Aku tambah sebel ama langit kotaku pas kemarin sabtu aku mudik ke Jawa Timur. Ternyata di sana langit cerah. Dan memang setiap hari cerah. Bahkan waktu balik ke Jakarta di perjalanan aku masih sempet liat dari jendela bisku bahwa di Jawa Tengah langit juga cerah. Kayaknya emang cuma di kotaku aja yang langitnya doyan banget mendung. (Soalnya mendungnya emang cenderung persisten tiap malam, gak cuma malam gerhana kemarin) Aku jadi tambah semangat buat balik kerja di kampung suatu saat nanti.


Dari pada ngedumel, mending cerita hal lain yang masih ada kaitannya sama langit. Yaitu cerita tentang planisfer. Apa itu planisfer. Secara singkat planisfer adalah peta bintang.

Aku satu-satunya planisfer fisik (bukan soft file) yang aku miliki adalah peta bintah yang dibeli di Planetarium Jakarta pada tahun 1994 yaitu pas jalan-jalan SMP 1 Banyumas ke Jakarta. Sedikit cerita tentang jalan-jalan itu begini.
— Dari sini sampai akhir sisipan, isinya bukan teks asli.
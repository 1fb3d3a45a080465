//! Account handlers.

use std::sync::Arc;

use async_trait::async_trait;
use chrono::Utc;

use crate::bus::{EventBus, Topic};
use crate::chain::Handler;
use crate::context::RequestContext;
use crate::credential::{PasswordHasher, TokenCodec};
use crate::error::{AuthError, Error, GuardDenied, StoreError, ValidationError};
use crate::events::MarketplaceEvent;
use crate::guard::MUST_BE_AUTHENTICATED;
use crate::model::{AuthToken, LoginInput, SignupInput, User};
use crate::store::UserStore;
use crate::validate::normalize_email;

pub(crate) struct Signup {
    pub(crate) users: Arc<dyn UserStore>,
    pub(crate) passwords: Arc<PasswordHasher>,
    pub(crate) bus: Arc<EventBus<MarketplaceEvent>>,
}

#[async_trait]
impl Handler<SignupInput, User> for Signup {
    async fn handle(&self, input: SignupInput, ctx: &RequestContext) -> Result<User, Error> {
        let new_user = input.validate()?;
        if self.users.find_by_email(&new_user.email).await?.is_some() {
            return Err(ValidationError::EmailInUse.into());
        }

        let hash = self.passwords.hash(&input.password)?;
        let user = match self.users.insert(new_user.into_user(hash, Utc::now())).await {
            Ok(user) => user,
            // Lost a race with a concurrent signup for the same email.
            Err(StoreError::Conflict(_)) => return Err(ValidationError::EmailInUse.into()),
            Err(err) => return Err(err.into()),
        };

        self.bus
            .publish(&Topic::USER_CREATED, MarketplaceEvent::UserCreated(user.clone()));
        ctx.log().info(format_args!("user {} signed up", user.id));
        Ok(user)
    }
}

/// Exchanges an email and password for a bearer token.
///
/// Every failure collapses into [`AuthError::InvalidCredentials`].
pub(crate) struct Login {
    pub(crate) users: Arc<dyn UserStore>,
    pub(crate) passwords: Arc<PasswordHasher>,
    pub(crate) tokens: Arc<dyn TokenCodec>,
}

#[async_trait]
impl Handler<LoginInput, AuthToken> for Login {
    async fn handle(&self, input: LoginInput, ctx: &RequestContext) -> Result<AuthToken, Error> {
        let Ok(email) = normalize_email(&input.email) else {
            return Err(AuthError::InvalidCredentials.into());
        };
        let user = self
            .users
            .find_by_email(&email)
            .await?
            .filter(|user| self.passwords.verify(&user.password_hash, &input.password))
            .ok_or(AuthError::InvalidCredentials)?;

        let token = self.tokens.issue(&user.email)?;
        ctx.log().info(format_args!("issued token for user {}", user.id));
        Ok(token)
    }
}

pub(crate) struct CurrentUser {
    pub(crate) users: Arc<dyn UserStore>,
}

#[async_trait]
impl Handler<(), User> for CurrentUser {
    async fn handle(&self, _args: (), ctx: &RequestContext) -> Result<User, Error> {
        let id = ctx
            .caller_id()
            .ok_or_else(|| GuardDenied::new(MUST_BE_AUTHENTICATED))?;
        self.users
            .find_by_id(&id)
            .await?
            .ok_or_else(|| AuthError::UserNotFound.into())
    }
}
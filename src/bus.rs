//! In-process, topic-keyed publish/subscribe.
//!
//! ```text
//!  publish(topic, payload)
//!        │  snapshot of senders (registration order)
//!        ▼
//!  ┌─────────────┐   unbounded mpsc   ┌──────────────┐
//!  │  Registry   │ ─────────────────► │ Subscription │ ── Stream<Item = T>
//!  │ topic → [ ] │                    └──────────────┘
//!  └─────────────┘ ◄── Drop deregisters ───┘
//! ```
//!
//! Publishing never waits on a subscriber. Each subscriber has its own
//! unbounded queue, and delivery is best-effort and at-most-once to whoever
//! is registered when the snapshot is taken. Nothing is buffered for future
//! subscribers.

use std::borrow::Cow;
use std::collections::HashMap;
use std::fmt;
use std::pin::Pin;
use std::sync::{Arc, Weak};
use std::task::{Context, Poll};

use futures::Stream;
use parking_lot::Mutex;
use tokio::sync::mpsc;

/// Name of a class of events.
#[derive(Debug, Clone, PartialEq, Eq, Hash)]
pub struct Topic(Cow<'static, str>);

impl Topic {
    /// A sale listing was created.
    pub const SALE_CREATED: Topic = Topic(Cow::Borrowed("SALE_CREATED"));
    /// A user signed up.
    pub const USER_CREATED: Topic = Topic(Cow::Borrowed("USER_CREATED"));

    /// A topic with an arbitrary name.
    pub fn new(name: impl Into<String>) -> Self {
        Topic(Cow::Owned(name.into()))
    }

    /// The topic name.
    pub fn as_str(&self) -> &str {
        &self.0
    }
}

impl fmt::Display for Topic {
    fn fmt(&self, f: &mut fmt::Formatter<'_>) -> fmt::Result {
        f.write_str(&self.0)
    }
}

struct Slot<T> {
    id: u64,
    tx: mpsc::UnboundedSender<T>,
}

struct Registry<T> {
    next_id: u64,
    closed: bool,
    topics: HashMap<Topic, Vec<Slot<T>>>,
}

impl<T> Registry<T> {
    fn remove(&mut self, topic: &Topic, id: u64) -> bool {
        let Some(slots) = self.topics.get_mut(topic) else {
            return false;
        };
        let before = slots.len();
        slots.retain(|slot| slot.id != id);
        let removed = slots.len() != before;
        if slots.is_empty() {
            self.topics.remove(topic);
        }
        removed
    }
}

/// Process-scoped event bus.
///
/// Construct one at startup, share it as `Arc<EventBus<T>>`, and call
/// [`shutdown`](Self::shutdown) on teardown.
///
/// # Examples
///
/// ```
/// use futures::StreamExt;
/// use marketplace_core::{EventBus, Topic};
///
/// let bus = EventBus::new();
/// let topic = Topic::new("greetings");
///
/// // Nobody listening: a no-op.
/// assert_eq!(bus.publish(&topic, "lost"), 0);
///
/// let mut sub = bus.subscribe(&topic);
/// assert_eq!(bus.publish(&topic, "hello"), 1);
/// assert_eq!(futures::executor::block_on(sub.next()), Some("hello"));
///
/// drop(sub);
/// assert_eq!(bus.subscriber_count(&topic), 0);
/// ```
pub struct EventBus<T> {
    registry: Arc<Mutex<Registry<T>>>,
}

impl<T: Clone + Send> EventBus<T> {
    /// Creates an empty, open bus.
    pub fn new() -> Self {
        Self {
            registry: Arc::new(Mutex::new(Registry {
                next_id: 1,
                closed: false,
                topics: HashMap::new(),
            })),
        }
    }

    /// Delivers `payload` to every current subscriber of `topic`.
    ///
    /// Returns how many subscribers accepted it. Never blocks on consumers.
    pub fn publish(&self, topic: &Topic, payload: T) -> usize {
        let senders: Vec<mpsc::UnboundedSender<T>> = {
            let registry = self.registry.lock();
            match registry.topics.get(topic) {
                Some(slots) => slots.iter().map(|slot| slot.tx.clone()).collect(),
                None => Vec::new(),
            }
        };

        let mut delivered = 0;
        for tx in senders {
            // A failed send means the subscriber dropped after the snapshot.
            if tx.send(payload.clone()).is_ok() {
                delivered += 1;
            }
        }
        tracing::debug!(%topic, delivered, "published event");
        delivered
    }

    /// Registers a subscriber that receives events published from now on.
    ///
    /// After [`shutdown`](Self::shutdown) the returned stream is already closed.
    pub fn subscribe(&self, topic: &Topic) -> Subscription<T> {
        let (tx, rx) = mpsc::unbounded_channel();
        let mut registry = self.registry.lock();

        if registry.closed {
            tracing::debug!(%topic, "subscribe after shutdown");
            return Subscription {
                id: 0,
                topic: topic.clone(),
                rx,
                registry: Weak::new(),
            };
        }

        let id = registry.next_id;
        registry.next_id += 1;
        registry
            .topics
            .entry(topic.clone())
            .or_default()
            .push(Slot { id, tx });
        tracing::debug!(%topic, subscriber = id, "subscriber registered");

        Subscription {
            id,
            topic: topic.clone(),
            rx,
            registry: Arc::downgrade(&self.registry),
        }
    }

    /// Number of live subscribers on `topic`.
    pub fn subscriber_count(&self, topic: &Topic) -> usize {
        self.registry.lock().topics.get(topic).map_or(0, Vec::len)
    }

    /// Deregisters every subscriber and rejects new ones.
    ///
    /// Open streams yield whatever was already queued, then end.
    pub fn shutdown(&self) {
        let dropped: usize = {
            let mut registry = self.registry.lock();
            registry.closed = true;
            let count = registry.topics.values().map(Vec::len).sum();
            registry.topics.clear();
            count
        };
        tracing::info!(subscribers = dropped, "event bus shut down");
    }

    /// Whether [`shutdown`](Self::shutdown) has run.
    pub fn is_shut_down(&self) -> bool {
        self.registry.lock().closed
    }
}

impl<T: Clone + Send> Default for EventBus<T> {
    fn default() -> Self {
        Self::new()
    }
}

impl<T> fmt::Debug for EventBus<T> {
    fn fmt(&self, f: &mut fmt::Formatter<'_>) -> fmt::Result {
        let registry = self.registry.lock();
        f.debug_struct("EventBus")
            .field("closed", &registry.closed)
            .field("topics", &registry.topics.len())
            .finish()
    }
}

/// A live registration on one topic.
///
/// Yields each payload published after it was created, until it is dropped
/// or the bus shuts down. Dropping it removes the registration immediately.
pub struct Subscription<T> {
    id: u64,
    topic: Topic,
    rx: mpsc::UnboundedReceiver<T>,
    registry: Weak<Mutex<Registry<T>>>,
}

impl<T> Subscription<T> {
    /// The topic this subscription listens on.
    pub fn topic(&self) -> &Topic {
        &self.topic
    }

    /// Waits for the next payload; `None` once the bus has shut down.
    pub async fn recv(&mut self) -> Option<T> {
        self.rx.recv().await
    }

    /// Returns an already-queued payload without waiting.
    pub fn try_recv(&mut self) -> Option<T> {
        self.rx.try_recv().ok()
    }
}

impl<T> Stream for Subscription<T> {
    type Item = T;

    fn poll_next(self: Pin<&mut Self>, cx: &mut Context<'_>) -> Poll<Option<T>> {
        self.get_mut().rx.poll_recv(cx)
    }
}

impl<T> Drop for Subscription<T> {
    fn drop(&mut self) {
        if let Some(registry) = self.registry.upgrade() {
            if registry.lock().remove(&self.topic, self.id) {
                tracing::debug!(topic = %self.topic, subscriber = self.id, "subscriber deregistered");
            }
        }
        self.rx.close();
    }
}

impl<T> fmt::Debug for Subscription<T> {
    fn fmt(&self, f: &mut fmt::Formatter<'_>) -> fmt::Result {
        f.debug_struct("Subscription")
            .field("id", &self.id)
            .field("topic", &self.topic)
            .finish_non_exhaustive()
    }
}

#[cfg(test)]
mod tests {
    use super::*;
    use futures::StreamExt;

    #[test]
    fn publish_without_subscribers_is_noop() {
        let bus: EventBus<u32> = EventBus::new();
        assert_eq!(bus.publish(&Topic::SALE_CREATED, 1), 0);
    }

    #[tokio::test]
    async fn late_subscriber_misses_earlier_events() {
        let bus = EventBus::new();
        let mut early = bus.subscribe(&Topic::SALE_CREATED);
        bus.publish(&Topic::SALE_CREATED, 1);
        let mut late = bus.subscribe(&Topic::SALE_CREATED);
        bus.publish(&Topic::SALE_CREATED, 2);

        assert_eq!(early.next().await, Some(1));
        assert_eq!(early.next().await, Some(2));
        assert_eq!(late.next().await, Some(2));
        assert_eq!(late.try_recv(), None);
    }

    #[test]
    fn topics_are_isolated() {
        let bus = EventBus::new();
        let mut sales = bus.subscribe(&Topic::SALE_CREATED);
        let mut users = bus.subscribe(&Topic::USER_CREATED);

        assert_eq!(bus.publish(&Topic::USER_CREATED, "u"), 1);
        assert_eq!(users.try_recv(), Some("u"));
        assert_eq!(sales.try_recv(), None);
    }

    #[test]
    fn drop_deregisters() {
        let bus: EventBus<u8> = EventBus::new();
        let a = bus.subscribe(&Topic::SALE_CREATED);
        let b = bus.subscribe(&Topic::SALE_CREATED);
        assert_eq!(bus.subscriber_count(&Topic::SALE_CREATED), 2);

        drop(a);
        assert_eq!(bus.subscriber_count(&Topic::SALE_CREATED), 1);
        assert_eq!(bus.publish(&Topic::SALE_CREATED, 9), 1);
        drop(b);
        assert_eq!(bus.subscriber_count(&Topic::SALE_CREATED), 0);
    }

    #[tokio::test]
    async fn shutdown_ends_streams_and_rejects_new_subscribers() {
        let bus = EventBus::new();
        let mut sub = bus.subscribe(&Topic::SALE_CREATED);
        bus.publish(&Topic::SALE_CREATED, "queued");
        bus.shutdown();

        assert!(bus.is_shut_down());
        assert_eq!(sub.next().await, Some("queued"));
        assert_eq!(sub.next().await, None);

        let mut after = bus.subscribe(&Topic::SALE_CREATED);
        assert_eq!(after.next().await, None);
        assert_eq!(bus.publish(&Topic::SALE_CREATED, "ignored"), 0);
    }

    #[test]
    fn subscription_outliving_bus_drops_cleanly() {
        let bus: EventBus<u8> = EventBus::new();
        let sub = bus.subscribe(&Topic::new("t"));
        drop(bus);
        drop(sub);
    }
}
Waktu itu tahun 1994 sebelum liburan kelas 2 naik kelas 3, kami pengurus kelas 2 dari 2A sampai 2H dikumpulkan di ruang kelas 2A setelah kelas usai. Kami diberi pengarahan mengenai rencana tur angkatan kami. Kami diberi pilihan beberapa tempat. Ada Jakarta, ada Bandung dan beberapa tempat lain yang aku sudah lupa. Penentuan tempat tur dilakukan dengan voting. Aku sebagai penggemar berat astronomi langsung menjatuhkan pilihan pada Bandung karena ada Observatorium Bosscha di sana. Walaupun di Jakarta juga ada planetarium, tapi tetap saja, ibukota astronomi Indonesia adalah Bosscha. Ternyata Bandung kalah. Yang menang Jakarta.

Karena Bandung kalah aku jadi males mau ikut. Apalagi pas mendekati hari H-nya aku mendapat informasi “tertentu” yang menyebabkan aku tambah males aja ikut (biasa lah, abg, ada aja alasannya). Tapi karena orang tua sudah mbayarin ya akhirnya tetep ikut.

Sepanjang jalan ke Jakarta aku lebih banyak sibuk dengan pikiranku sendiri (sambil mendendangkan “I Swear”-nya All 4 One sendiri). Di Jakarta pun begitu, aku lebih sering sendiri, sibuk dengan pikiran sendiri. Rasanya males aja. Satu-satunya hiburanku waktu itu ya di Planetarium. Aku lumayan terhibur melihat indahnya Pleiades (7 bidadari langit) di kubah planetarium. Di situlah pula aku membeli satu-satunya oleh-oleh Jakarta-ku, Planisfer.

Dengan planisfer itu aku makin rajin melihat langit di kelas 3 SMP. Dan planisfer itulah menjadi satu-satunya andalanku melihat langit sampai beberapa tahun lalu saat aku mengenal software peta bintang.
Sebelum aku punya laptop sendiri aku cukup puas dengan skymap.org atau google earth versi langit. Setelah punya leptop aku pake stellarium. Lumayan lah stellarium, gratis. Sebagai amatir, aku gak perlu yang berbayar. Yang gratisan saja sudah cukup.